■ Stored data
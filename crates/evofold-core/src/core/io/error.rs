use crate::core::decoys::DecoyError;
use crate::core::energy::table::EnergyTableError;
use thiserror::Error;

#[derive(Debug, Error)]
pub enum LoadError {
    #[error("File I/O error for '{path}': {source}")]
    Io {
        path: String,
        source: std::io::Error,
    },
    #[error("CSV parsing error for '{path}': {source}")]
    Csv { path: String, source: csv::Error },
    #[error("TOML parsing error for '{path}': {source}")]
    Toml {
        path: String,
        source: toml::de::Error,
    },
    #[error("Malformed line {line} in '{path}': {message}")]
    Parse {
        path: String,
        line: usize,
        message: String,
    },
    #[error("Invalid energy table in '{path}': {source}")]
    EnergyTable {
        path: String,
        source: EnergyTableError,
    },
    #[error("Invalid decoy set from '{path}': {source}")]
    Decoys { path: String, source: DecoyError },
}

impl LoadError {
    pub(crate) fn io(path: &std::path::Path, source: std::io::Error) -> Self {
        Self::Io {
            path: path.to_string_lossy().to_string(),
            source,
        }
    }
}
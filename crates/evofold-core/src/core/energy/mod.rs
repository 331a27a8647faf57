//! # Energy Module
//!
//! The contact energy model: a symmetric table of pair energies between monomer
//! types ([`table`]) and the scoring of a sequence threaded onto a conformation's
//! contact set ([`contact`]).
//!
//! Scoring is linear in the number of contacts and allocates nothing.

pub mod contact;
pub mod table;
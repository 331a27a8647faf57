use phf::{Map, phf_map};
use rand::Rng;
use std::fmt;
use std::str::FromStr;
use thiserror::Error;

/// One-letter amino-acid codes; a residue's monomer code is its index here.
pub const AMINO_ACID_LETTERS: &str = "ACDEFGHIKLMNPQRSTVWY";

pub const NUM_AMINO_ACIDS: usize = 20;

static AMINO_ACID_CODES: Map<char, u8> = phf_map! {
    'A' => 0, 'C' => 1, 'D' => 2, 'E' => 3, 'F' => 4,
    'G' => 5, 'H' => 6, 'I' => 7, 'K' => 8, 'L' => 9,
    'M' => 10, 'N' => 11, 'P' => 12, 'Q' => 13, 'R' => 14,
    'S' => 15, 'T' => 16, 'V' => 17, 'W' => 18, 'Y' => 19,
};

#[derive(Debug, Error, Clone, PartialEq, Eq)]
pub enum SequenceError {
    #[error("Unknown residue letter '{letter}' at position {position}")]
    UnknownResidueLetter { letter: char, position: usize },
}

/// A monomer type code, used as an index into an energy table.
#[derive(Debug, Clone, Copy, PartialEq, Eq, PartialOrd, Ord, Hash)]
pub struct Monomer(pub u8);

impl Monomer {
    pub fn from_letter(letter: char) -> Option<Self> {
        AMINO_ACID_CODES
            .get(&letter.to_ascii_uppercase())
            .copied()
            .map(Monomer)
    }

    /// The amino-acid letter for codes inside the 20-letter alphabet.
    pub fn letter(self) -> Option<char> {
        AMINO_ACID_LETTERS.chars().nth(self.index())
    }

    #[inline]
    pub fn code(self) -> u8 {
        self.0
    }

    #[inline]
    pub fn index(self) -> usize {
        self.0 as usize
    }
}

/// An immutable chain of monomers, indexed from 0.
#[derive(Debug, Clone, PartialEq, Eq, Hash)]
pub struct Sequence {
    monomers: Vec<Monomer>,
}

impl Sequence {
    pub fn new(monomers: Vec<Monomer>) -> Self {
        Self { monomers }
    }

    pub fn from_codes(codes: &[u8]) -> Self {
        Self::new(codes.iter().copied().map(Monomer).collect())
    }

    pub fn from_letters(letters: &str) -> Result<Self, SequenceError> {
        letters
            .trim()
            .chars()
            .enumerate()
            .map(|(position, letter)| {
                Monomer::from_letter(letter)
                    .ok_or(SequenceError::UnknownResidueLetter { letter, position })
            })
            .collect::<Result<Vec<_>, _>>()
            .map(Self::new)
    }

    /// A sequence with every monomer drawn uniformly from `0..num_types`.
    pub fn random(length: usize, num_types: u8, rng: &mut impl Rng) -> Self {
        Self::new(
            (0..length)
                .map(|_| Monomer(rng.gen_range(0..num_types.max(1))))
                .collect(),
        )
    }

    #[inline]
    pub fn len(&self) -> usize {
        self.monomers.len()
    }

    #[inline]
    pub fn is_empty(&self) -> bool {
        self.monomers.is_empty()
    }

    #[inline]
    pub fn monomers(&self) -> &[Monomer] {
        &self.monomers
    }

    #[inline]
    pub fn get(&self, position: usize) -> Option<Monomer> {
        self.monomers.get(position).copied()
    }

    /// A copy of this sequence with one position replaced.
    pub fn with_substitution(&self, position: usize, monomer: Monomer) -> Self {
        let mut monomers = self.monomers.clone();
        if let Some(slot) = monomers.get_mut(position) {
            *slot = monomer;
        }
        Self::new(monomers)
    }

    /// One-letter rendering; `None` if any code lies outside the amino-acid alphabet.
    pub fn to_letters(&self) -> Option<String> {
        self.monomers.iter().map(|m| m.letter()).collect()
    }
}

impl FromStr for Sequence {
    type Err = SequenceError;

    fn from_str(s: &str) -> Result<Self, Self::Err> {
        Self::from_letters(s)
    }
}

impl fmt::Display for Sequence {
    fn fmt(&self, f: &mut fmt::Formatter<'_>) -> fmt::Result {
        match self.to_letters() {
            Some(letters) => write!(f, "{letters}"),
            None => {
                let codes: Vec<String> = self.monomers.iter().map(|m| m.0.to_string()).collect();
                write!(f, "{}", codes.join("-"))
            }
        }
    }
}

■ Task
Look through the entries above and say how many lines contain "copied", giving nothing but the number.

■ Task answer
3